In September 2025, Judge Bibas ruled that the COVID-19 effectiveness claim would not receive class action certification due to not enough presented evidence to conclusively prove the devices were or were not effective. But certification was given for the claim of lack of independent testing, with those allowed into the class action being individuals who purchased a GPS purifier in Delaware between March 9, 2020, and June 15, 2021. Subsequently, Judge Bibas decertified and dismissed the case in July 2026 after the plaintiffs could not connect the device serial numbers to specific purchasers, meaning no individuals in Delaware could prove to have standing to be included in the class action lawsuit.

===Response to scientific criticism===
An open letter was filed by a dozen scientists and engineers against the ionization technology and warning schools against installing such devices. This warning was amplified by the Asthma & Allergy Foundation of America and the Environmental Protection Agency due to the potential negative health impacts. The Centers for Disease Control were also prompted to advise the United States Department of Education to send out notices advising schools to require higher levels of scientific evidence of efficacy of such devices before purchasing them, with the Department of Education updating regulations and guidelines in June 2021.

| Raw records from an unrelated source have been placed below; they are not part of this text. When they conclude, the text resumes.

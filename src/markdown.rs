//! Markdown-to-terminal rendering shared by the notes preview and the help
//! overlay.

use pulldown_cmark::{Event as MdEvent, Options, Parser, Tag, TagEnd};
use ratatui::style::{Modifier, Style};
use ratatui::text::{Line, Span, Text};

use crate::theme;

/// Render markdown into styled lines. Headings are bold, inline and block
/// code use the accent color, list items get indentation-aware bullets.
pub fn render_markdown(raw: &str) -> Text<'static> {
    let parser = Parser::new_ext(raw, Options::all());

    let mut lines: Vec<Line<'static>> = Vec::new();
    let mut current: Vec<Span<'static>> = Vec::new();
    let mut bold = 0usize;
    let mut italic = 0usize;
    let mut in_code_block = false;
    let mut list_depth = 0usize;
    let mut ordered: Vec<Option<u64>> = Vec::new();

    let flush = |current: &mut Vec<Span<'static>>, lines: &mut Vec<Line<'static>>| {
        lines.push(Line::from(std::mem::take(current)));
    };

    for event in parser {
        match event {
            MdEvent::Start(tag) => match tag {
                Tag::Strong => bold += 1,
                Tag::Emphasis => italic += 1,
                Tag::Heading { .. } => bold += 1,
                Tag::CodeBlock(_) => in_code_block = true,
                Tag::List(start) => {
                    list_depth += 1;
                    ordered.push(start);
                }
                Tag::Item => {
                    let indent = "  ".repeat(list_depth.saturating_sub(1));
                    let bullet = match ordered.last_mut() {
                        Some(Some(n)) => {
                            let label = format!("{indent}{n}. ");
                            *n += 1;
                            label
                        }
                        _ => format!("{indent}- "),
                    };
                    current.push(Span::raw(bullet));
                }
                _ => {}
            },
            MdEvent::End(tag) => match tag {
                TagEnd::Strong => bold = bold.saturating_sub(1),
                TagEnd::Emphasis => italic = italic.saturating_sub(1),
                TagEnd::Heading(_) => {
                    bold = bold.saturating_sub(1);
                    flush(&mut current, &mut lines);
                    lines.push(Line::default());
                }
                TagEnd::CodeBlock => {
                    in_code_block = false;
                    lines.push(Line::default());
                }
                TagEnd::Paragraph => {
                    flush(&mut current, &mut lines);
                    if list_depth == 0 {
                        lines.push(Line::default());
                    }
                }
                TagEnd::Item => {
                    if !current.is_empty() {
                        flush(&mut current, &mut lines);
                    }
                }
                TagEnd::List(_) => {
                    list_depth = list_depth.saturating_sub(1);
                    ordered.pop();
                    if list_depth == 0 {
                        lines.push(Line::default());
                    }
                }
                _ => {}
            },
            MdEvent::Text(text) => {
                let mut style = Style::default();
                if bold > 0 {
                    style = style.add_modifier(Modifier::BOLD);
                }
                if italic > 0 {
                    style = style.add_modifier(Modifier::ITALIC);
                }
                if in_code_block {
                    style = Style::default().fg(theme::accent());
                    for segment in text.split('\n') {
                        if !current.is_empty() {
                            flush(&mut current, &mut lines);
                        }
                        if !segment.is_empty() {
                            current.push(Span::styled(segment.to_string(), style));
                        }
                    }
                    continue;
                }
                current.push(Span::styled(text.to_string(), style));
            }
            MdEvent::Code(text) => {
                current.push(Span::styled(
                    text.to_string(),
                    Style::default().fg(theme::accent()),
                ));
            }
            MdEvent::SoftBreak => current.push(Span::raw(" ")),
            MdEvent::HardBreak => flush(&mut current, &mut lines),
            MdEvent::Rule => lines.push(Line::from("─".repeat(24))),
            _ => {}
        }
    }

    if !current.is_empty() {
        lines.push(Line::from(current));
    }
    if lines.is_empty() {
        lines.push(Line::default());
    }
    Text::from(lines)
}

#[cfg(test)]
mod tests {
    use super::*;
    use indoc::indoc;

    fn rendered_strings(raw: &str) -> Vec<String> {
        render_markdown(raw)
            .lines
            .iter()
            .map(|line| {
                line.spans
                    .iter()
                    .map(|span| span.content.as_ref())
                    .collect::<String>()
            })
            .collect()
    }

    #[test]
    fn headings_and_paragraphs_become_separate_lines() {
        let lines = rendered_strings(indoc! {"
            # Title

            Body text here.
        "});
        assert!(lines.iter().any(|l| l == "Title"));
        assert!(lines.iter().any(|l| l == "Body text here."));
    }

    #[test]
    fn list_items_get_bullets_and_numbers() {
        let lines = rendered_strings(indoc! {"
            - alpha
            - beta

            1. one
            2. two
        "});
        assert!(lines.iter().any(|l| l == "- alpha"));
        assert!(lines.iter().any(|l| l == "- beta"));
        assert!(lines.iter().any(|l| l == "1. one"));
        assert!(lines.iter().any(|l| l == "2. two"));
    }

    #[test]
    fn code_blocks_split_on_newlines() {
        let lines = rendered_strings(indoc! {"
            ```
            let a = 1;
            let b = 2;
            ```
        "});
        assert!(lines.iter().any(|l| l == "let a = 1;"));
        assert!(lines.iter().any(|l| l == "let b = 2;"));
    }
}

One of the signatories of the open letter was Marwa Zaatari, a member of ASHRAE, who compiled a list of public information on school district spending in relation to the ionization products. In response to this and her statements in the media that independent research hasn't corroborated the claims of GPS Air, the company filed a lawsuit against Zaatari in April 2021 for $180 million. That lawsuit was settled in 2023, resulting in the retraction of the open letter. Additionally, GPS Air filed a lawsuit earlier in March 2021 against Francis J. Offermann, President of the consulting firm Indoor Environmental Engineering, for the publication of an article in the firm's newsletter critical of the company. A third lawsuit was filed against the academic publishing organization Elsevier for their publication of studies, including one by Colorado State University professor Delphine Farmer, on GPS Air's devices showing their lack of efficacy. According to Retraction Watch, a federal judge allowed the case to proceed to trial after finding the air quality company plausibly alleged actual malice by the publisher.

==Products==
Among others, one of the room mounted air purifiers made by GPS Air includes the GPS-FC24-AC that can be wall mounted in multiple small cassettes or to existing HVAC equipment. An additional device sold by the company is a "plasma generator" aimed at reducing the amount of microorganisms, including mold and allergens, in the air to prevent pets from becoming sick.

==Awards==
The Indoor Air Quality (IAQ) Gold award was given by The ACHR News magazine in their 2016 Dealer Design Awards to the company's GPS-iClean device for room air purification.